In the entries below, find the line with "let beat_times = candidates.beat.times();" and print exactly every line from there up to and including the line with "are nearly equally", with no other lines.

------ EXERCISE INPUT ------

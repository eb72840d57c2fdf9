//! # Stratum MIR
//!
//! Music-information-retrieval analysis core: turns audio into reviewable candidate
//! events, ranked tempo hypotheses grouped into harmonic families, phase hypotheses
//! and a provisional beat grid.
//!
//! ## Features
//!
//! - **Candidate events**: onset, beat and flux streams from fixed, adaptive and
//!   hysteresis-gated peak picking
//! - **Tempo hypotheses**: inter-onset interval histogram with half/double/triple-time
//!   families surfaced instead of collapsed
//! - **Phase and beat grid**: deterministic phase search, pure beat-time generation
//! - **Geometry helpers**: composed signals with easing, time-varying frequency bands,
//!   mel-scale mapping
//!
//! Long computations take a [`CancellationToken`] and return an [`Outcome`]: either the
//! complete result or `Cancelled`, never a partial result.
//!
//! ## Quick Start
//!
//! ```no_run
//! use stratum_mir::{analyze_audio, AnalysisConfig, CancellationToken, Outcome, PcmBuffer};
//!
//! let buffer = PcmBuffer::mono(44100, vec![0.0f32; 44100 * 30])?;
//! let token = CancellationToken::new();
//!
//! if let Outcome::Completed(result) = analyze_audio(&buffer, &AnalysisConfig::default(), &token)? {
//!     for family in result.families() {
//!         println!("{}: root {:.2} BPM", family.family_id, family.root_bpm);
//!     }
//! }
//! # Ok::<(), stratum_mir::AnalysisError>(())
//! ```
//!
//! ## Architecture
//!
//! ```text
//! Audio → Feature extraction → Candidate streams → Tempo hypotheses → Phase → Beat grid
//! ```

#![warn(missing_docs)]
#![warn(clippy::all)]

pub mod analysis;
pub mod bands;
pub mod cancel;
pub mod composition;
pub mod config;
pub mod display;
pub mod error;
pub mod features;
pub mod preprocessing;

use std::time::Instant;

// Re-export main types
pub use analysis::candidates::{CandidateGenerator, CandidateSet, CandidateStream, EventType, SparseEvent};
pub use analysis::result::{AnalysisFlag, AnalysisMetadata, AnalysisResult};
pub use cancel::{CancellationToken, Outcome};
pub use config::AnalysisConfig;
pub use error::AnalysisError;
pub use features::beat_tracking::beat_grid::{generate_beat_times, BeatGrid};
pub use features::beat_tracking::phase::compute_phase_hypotheses;
pub use features::beat_tracking::{PhaseHypotheses, PhaseHypothesis};
pub use features::period::harmonic::{family_id_to_hue, TempoFamily};
pub use features::period::tempo_hypotheses::compute_tempo_hypotheses;
pub use features::period::TempoHypothesis;
pub use features::ContinuousSignal;
pub use preprocessing::channel_mixer::{AudioBufferLike, PcmBuffer};

use cancel::try_outcome;
use features::extraction::extract_features;
use features::period::harmonic::group_by_family;

/// Source id under which [`analyze_audio`] registers its input
pub const DEFAULT_SOURCE_ID: &str = "mix";

/// Confidence ratio between the two strongest families above which tempo is ambiguous
const MULTIMODAL_RATIO: f64 = 0.9;

/// Main analysis function
///
/// Runs the whole pipeline on one buffer: feature extraction, candidate generation,
/// tempo hypotheses from the beat candidates, phase hypotheses for the top tempo and
/// a provisional beat grid.
///
/// # Arguments
///
/// * `buffer` - Audio source (any channel count)
/// * `config` - Analysis configuration parameters
/// * `token` - Cancellation token, checked between and within stages
///
/// # Returns
///
/// `Outcome::Completed` with the full result, or `Outcome::Cancelled`. Silent or very
/// short audio completes with empty candidate streams and no tempo.
///
/// # Errors
///
/// Returns `AnalysisError::InvalidConfig` for an invalid configuration and
/// `AnalysisError::InvalidInput` for an unusable buffer
///
/// # Example
///
/// ```no_run
/// use stratum_mir::{analyze_audio, AnalysisConfig, CancellationToken, PcmBuffer};
///
/// let buffer = PcmBuffer::mono(44100, vec![0.0f32; 44100 * 30])?; // 30 seconds of silence
/// let outcome = analyze_audio(&buffer, &AnalysisConfig::default(), &CancellationToken::new())?;
/// # Ok::<(), stratum_mir::AnalysisError>(())
/// ```
pub fn analyze_audio<B: AudioBufferLike + ?Sized>(
    buffer: &B,
    config: &AnalysisConfig,
    token: &CancellationToken,
) -> Result<Outcome<AnalysisResult>, AnalysisError> {
    let start_time = Instant::now();
    config.validate()?;

    log::debug!(
        "Starting audio analysis: {} channels at {} Hz",
        buffer.number_of_channels(),
        buffer.sample_rate()
    );

    // Features
    let features = try_outcome!(extract_features(buffer, config, token)?);
    let mut metadata = AnalysisMetadata::new(features.duration_sec, features.sample_rate);

    // Candidates
    let mut generator = CandidateGenerator::new(config)?;
    generator.add_source(DEFAULT_SOURCE_ID, features);
    let candidates = try_outcome!(generator.generate_all(DEFAULT_SOURCE_ID, token)?);
    log::debug!(
        "Candidates: {} onset, {} beat, {} flux",
        candidates.onset.len(),
        candidates.beat.len(),
        candidates.flux.len()
    );

    // Tempo
    let beat_times = candidates.beat.times();
    if beat_times.len() < 2 {
        metadata.flags.push(AnalysisFlag::NoBeatCandidates);
    }
    let tempo_hypotheses = try_outcome!(compute_tempo_hypotheses(&beat_times, &config.tempo, token)?);

    // Phase and provisional grid
    let (phase, beat_grid) = match tempo_hypotheses.first() {
        Some(top) => {
            let phase = try_outcome!(compute_phase_hypotheses(
                top.bpm,
                &beat_times,
                &config.phase,
                token
            )?);
            let grid = phase
                .active()
                .map(|p| BeatGrid::provisional(top, p))
                .transpose()?;
            (phase, grid)
        }
        None => {
            metadata.flags.push(AnalysisFlag::NoTempo);
            (PhaseHypotheses::default(), None)
        }
    };

    let families = group_by_family(&tempo_hypotheses);
    if let [first, second, ..] = families.as_slice() {
        if second.max_confidence() >= MULTIMODAL_RATIO * first.max_confidence() {
            log::warn!(
                "Ambiguous tempo: families {} and {} are nearly equally confident",
                first.family_id,
                second.family_id
            );
            metadata.flags.push(AnalysisFlag::MultimodalTempo);
        }
    }

    let mut result = AnalysisResult {
        candidates,
        tempo_hypotheses,
        phase,
        beat_grid,
        metadata,
    };
    result.metadata.processing_time_ms = start_time.elapsed().as_secs_f64() * 1000.0;

    match result.top_hypothesis() {
        Some(top) => log::debug!(
            "Analysis complete: {:.2} BPM ({:.2} confidence), {} families, {:.1} ms",
            top.bpm,
            top.confidence,
            families.len(),
            result.metadata.processing_time_ms
        ),
        None => log::debug!(
            "Analysis complete: no tempo, {:.1} ms",
            result.metadata.processing_time_ms
        ),
    }

    Ok(Outcome::Completed(result))
}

------

__THE COMPLETED TASK__
    let beat_times = candidates.beat.times();
    if beat_times.len() < 2 {
        metadata.flags.push(AnalysisFlag::NoBeatCandidates);
    }
    let tempo_hypotheses = try_outcome!(compute_tempo_hypotheses(&beat_times, &config.tempo, token)?);

    // Phase and provisional grid
    let (phase, beat_grid) = match tempo_hypotheses.first() {
        Some(top) => {
            let phase = try_outcome!(compute_phase_hypotheses(
                top.bpm,
                &beat_times,
                &config.phase,
                token
            )?);
            let grid = phase
                .active()
                .map(|p| BeatGrid::provisional(top, p))
                .transpose()?;
            (phase, grid)
        }
        None => {
            metadata.flags.push(AnalysisFlag::NoTempo);
            (PhaseHypotheses::default(), None)
        }
    };

    let families = group_by_family(&tempo_hypotheses);
    if let [first, second, ..] = families.as_slice() {
        if second.max_confidence() >= MULTIMODAL_RATIO * first.max_confidence() {
            log::warn!(
                "Ambiguous tempo: families {} and {} are nearly equally confident",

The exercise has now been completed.